I grabbed my warm-up skis and race skis and headed to the Korte start area south of OO.  Holy cow.  That place is huge and I got a bit lost.  The new trail blazes through what used to be woods and tamed out a bunch of the major topography in that section.  It’s going to be a fabulous starting spot fo the Korte I think, but was definitely disorienting.

About 500m down the trail towards Hayward looking aback at the Korte start area.

I had my warm-up skis in case I wanted to panic wax and wanted something other than my race skis to try something on in an emergency.  Turns out no panic waxing was called for and that let me set my race skis down on the second row of the start while I finished warming up.  Pretty handy.


Standing at the start I was eyeing up who was around that I should try and judge my effort off of.  I was right behind eventual winner Andrew Tillman.  Good, he should be well away in a hurry…  Also on the front row was Kevin Brochman, Olympian and my high school coach.  Sweet, I wanted a chance to race head to head with him again after all these years.  Josh Doebbert was on the front as well and was super fast at SISU last weekend.  Alex Richert was there as well.  He was pretty speedy as a senior in HS last year, but hasn’t been skiing much this year.

In the same vicinity as me we had what I figured were my real benchmarks.  Scott Ellertson was immediately to my right and I’ve been just a place or two behind him at both races this year.  To his right was Jay Wenner, fast guy with usually great skis, but maybe trying to find his fitness this year yet.  To my left, a few tracks over were Per Nelson and Andy Schakel.  Per jumped in an interval with me and TK over Christmas week and Andy is fast, but looked a bit like death warmed over when I passed him at SISU last weekend.

Dennis Kruse gave us the final 3, 2, 1, go count down and we were off.  The new start area is a mostly gradual climb for about three quarters of a km to the top of Picnic Table Hill.  Lots of double poling, a little kick double pole, and a few strides.  There was one near crash ahead of me, but no one went down.

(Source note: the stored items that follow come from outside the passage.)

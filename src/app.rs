use std::path::{Path, PathBuf};

use crate::error::Result;
use crate::prune::plan_deletions;
use crate::sources;
use crate::terraform::{DirectiveKind, StateView, TfState, backend, config_files};

#[derive(Debug, Clone, Default)]
pub struct RunConfig {
    pub dir: PathBuf,
    pub tfstate: Option<String>,
    pub dry_run: bool,
}

/// One directive block removed (or, in a dry run, due for removal).
#[derive(Debug, Clone, PartialEq, Eq)]
pub struct RemovedDirective {
    pub path: PathBuf,
    pub kind: DirectiveKind,
    pub target: String,
}

#[derive(Debug, Clone, Default)]
pub struct RunSummary {
    pub files_scanned: usize,
    pub files_rewritten: usize,
    pub removed: Vec<RemovedDirective>,
}

/// Cleans every configuration file in `config.dir`.
///
/// Stops at the first failing file; files already rewritten stay rewritten.
pub async fn run(config: &RunConfig) -> Result<RunSummary> {
    let state = load_state(config).await?;
    let state_view = state.as_ref().map(|s| s as &dyn StateView);

    let mut summary = RunSummary::default();
    for path in config_files(&config.dir)? {
        summary.files_scanned += 1;

        let removed = process_file(&path, state_view, config.dry_run)
            .map_err(|err| err.in_file(&path))?;
        if !removed.is_empty() && !config.dry_run {
            summary.files_rewritten += 1;
        }
        summary.removed.extend(removed);
    }

    Ok(summary)
}

/// Resolves the state snapshot: the explicit locator, else a detected S3
/// backend, else none at all.
pub async fn load_state(config: &RunConfig) -> Result<Option<TfState>> {
    let url = match &config.tfstate {
        Some(url) => Some(url.clone()),
        None => backend::detect_state_url(&config.dir)?,
    };

    let Some(url) = url else {
        tracing::warn!("no state configured or detected; every directive block will be removed");
        return Ok(None);
    };

    let state = sources::read_state(&url).await?;
    Ok(Some(state))
}

/// Prunes one file in place and reports what was removed.
pub fn process_file(
    path: &Path,
    state: Option<&dyn StateView>,
    dry_run: bool,
) -> Result<Vec<RemovedDirective>> {
    let source = std::fs::read(path)?;
    let plan = plan_deletions(&source, state)?;
    if plan.is_empty() {
        tracing::debug!(path = %path.display(), "nothing to remove");
        return Ok(Vec::new());
    }

    let removed: Vec<RemovedDirective> = plan
        .iter()
        .map(|deletion| RemovedDirective {
            path: path.to_path_buf(),
            kind: deletion.directive.kind(),
            target: deletion.directive.describe(),
        })
        .collect();

    if !dry_run {
        std::fs::write(path, plan.apply(&source))?;
        tracing::info!(path = %path.display(), count = removed.len(), "removed applied directives");
    }

    Ok(removed)
}
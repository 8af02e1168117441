use std::fmt;

use hcl::{Block, Body, Expression};

use super::address::{Address, Identity, resolve, resolve_address, resolve_identity};
use crate::error::{PruneError, Result};

#[derive(Debug, Clone, Copy, PartialEq, Eq, Hash)]
pub enum DirectiveKind {
    Moved,
    Import,
    Removed,
}

impl DirectiveKind {
    pub fn from_keyword(keyword: &str) -> Option<Self> {
        match keyword {
            "moved" => Some(Self::Moved),
            "import" => Some(Self::Import),
            "removed" => Some(Self::Removed),
            _ => None,
        }
    }

    pub fn keyword(self) -> &'static str {
        match self {
            Self::Moved => "moved",
            Self::Import => "import",
            Self::Removed => "removed",
        }
    }
}

impl fmt::Display for DirectiveKind {
    fn fmt(&self, f: &mut fmt::Formatter<'_>) -> fmt::Result {
        f.write_str(self.keyword())
    }
}

#[derive(Debug, Clone, Copy, PartialEq, Eq)]
pub struct Lifecycle {
    pub destroy: bool,
}

/// One `moved`, `import` or `removed` block from a configuration file.
#[derive(Debug, Clone, PartialEq, Eq)]
pub enum Directive {
    Moved {
        from: Address,
        to: Address,
    },
    Import {
        to: Address,
        id: Option<String>,
        identity: Option<Identity>,
    },
    Removed {
        from: Address,
        lifecycle: Option<Lifecycle>,
    },
}

impl Directive {
    /// Extracts a directive from a top-level block.
    ///
    /// Returns `Ok(None)` for blocks that are not directives.
    pub fn from_block(block: &Block) -> Result<Option<Self>> {
        let Some(kind) = DirectiveKind::from_keyword(block.identifier()) else {
            return Ok(None);
        };
        let body = block.body();

        let directive = match kind {
            DirectiveKind::Moved => Directive::Moved {
                from: resolve_address("from", required(body, kind, "from")?)?,
                to: resolve_address("to", required(body, kind, "to")?)?,
            },
            DirectiveKind::Import => Directive::Import {
                to: resolve_address("to", required(body, kind, "to")?)?,
                id: attribute(body, "id").map(|expr| resolve("id", expr)).transpose()?,
                identity: attribute(body, "identity")
                    .map(resolve_identity)
                    .transpose()?,
            },
            DirectiveKind::Removed => Directive::Removed {
                from: resolve_address("from", required(body, kind, "from")?)?,
                lifecycle: lifecycle(body)?,
            },
        };

        Ok(Some(directive))
    }

    pub fn kind(&self) -> DirectiveKind {
        match self {
            Directive::Moved { .. } => DirectiveKind::Moved,
            Directive::Import { .. } => DirectiveKind::Import,
            Directive::Removed { .. } => DirectiveKind::Removed,
        }
    }

    /// Human-readable target, used in logs and reports.
    pub fn describe(&self) -> String {
        match self {
            Directive::Moved { from, to } => format!("{} -> {}", from, to),
            Directive::Import { to, .. } => to.to_string(),
            Directive::Removed { from, .. } => from.to_string(),
        }
    }
}

fn attribute<'a>(body: &'a Body, key: &str) -> Option<&'a Expression> {
    body.attributes()
        .find(|attr| attr.key() == key)
        .map(|attr| attr.expr())
}

fn required<'a>(body: &'a Body, kind: DirectiveKind, key: &str) -> Result<&'a Expression> {
    attribute(body, key).ok_or_else(|| PruneError::MissingAttribute {
        kind: kind.to_string(),
        attribute: key.to_string(),
    })
}

fn lifecycle(body: &Body) -> Result<Option<Lifecycle>> {
    let Some(block) = body.blocks().find(|b| b.identifier() == "lifecycle") else {
        return Ok(None);
    };

    let destroy = match attribute(block.body(), "destroy") {
        None => true,
        Some(Expression::Bool(destroy)) => *destroy,
        Some(other) => match resolve("destroy", other)?.as_str() {
            "true" => true,
            "false" => false,
            _ => {
                return Err(PruneError::UnsupportedExpression {
                    attribute: "destroy".to_string(),
                    found: "non-boolean value".to_string(),
                });
            }
        },
    };

    Ok(Some(Lifecycle { destroy }))
}
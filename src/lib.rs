//! tfprune - prune applied Terraform directives
//!
//! Removes `moved`, `import` and `removed` blocks from Terraform configuration
//! once a state snapshot shows they have taken effect, leaving every other
//! byte of the file as it was.

pub mod app;
pub mod error;
pub mod prune;
pub mod sources;
pub mod terraform;

pub use error::{PruneError, Result};
pub use prune::{ByteRange, DeletionPlan, apply_all_deletions, plan_deletions};
pub use terraform::{Address, Directive, DirectiveKind, StateView, TfState};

There was a good pack of about 15 forming and I was still in the back over the first couple of km which are generally descending.  As I said above, my skis were crazy fast so I was able to hang on pretty well.

Eventually a lead group of 8 formed and started to pull away.  There was about 3 guys left in no man’s land and then I had a small group going with Scott Ellertson, and a HS kid.  There were a few others either with us or just behind us for a while.  I know I looked back once to check and saw Kevin just a few meters back along with a few others.

As we hit the one major climb on the way out at about 5.5km our little trio made some separation.  I was working hard to hang on the climb but every time we went downhill I was riding up on the tails of Scott’s skis.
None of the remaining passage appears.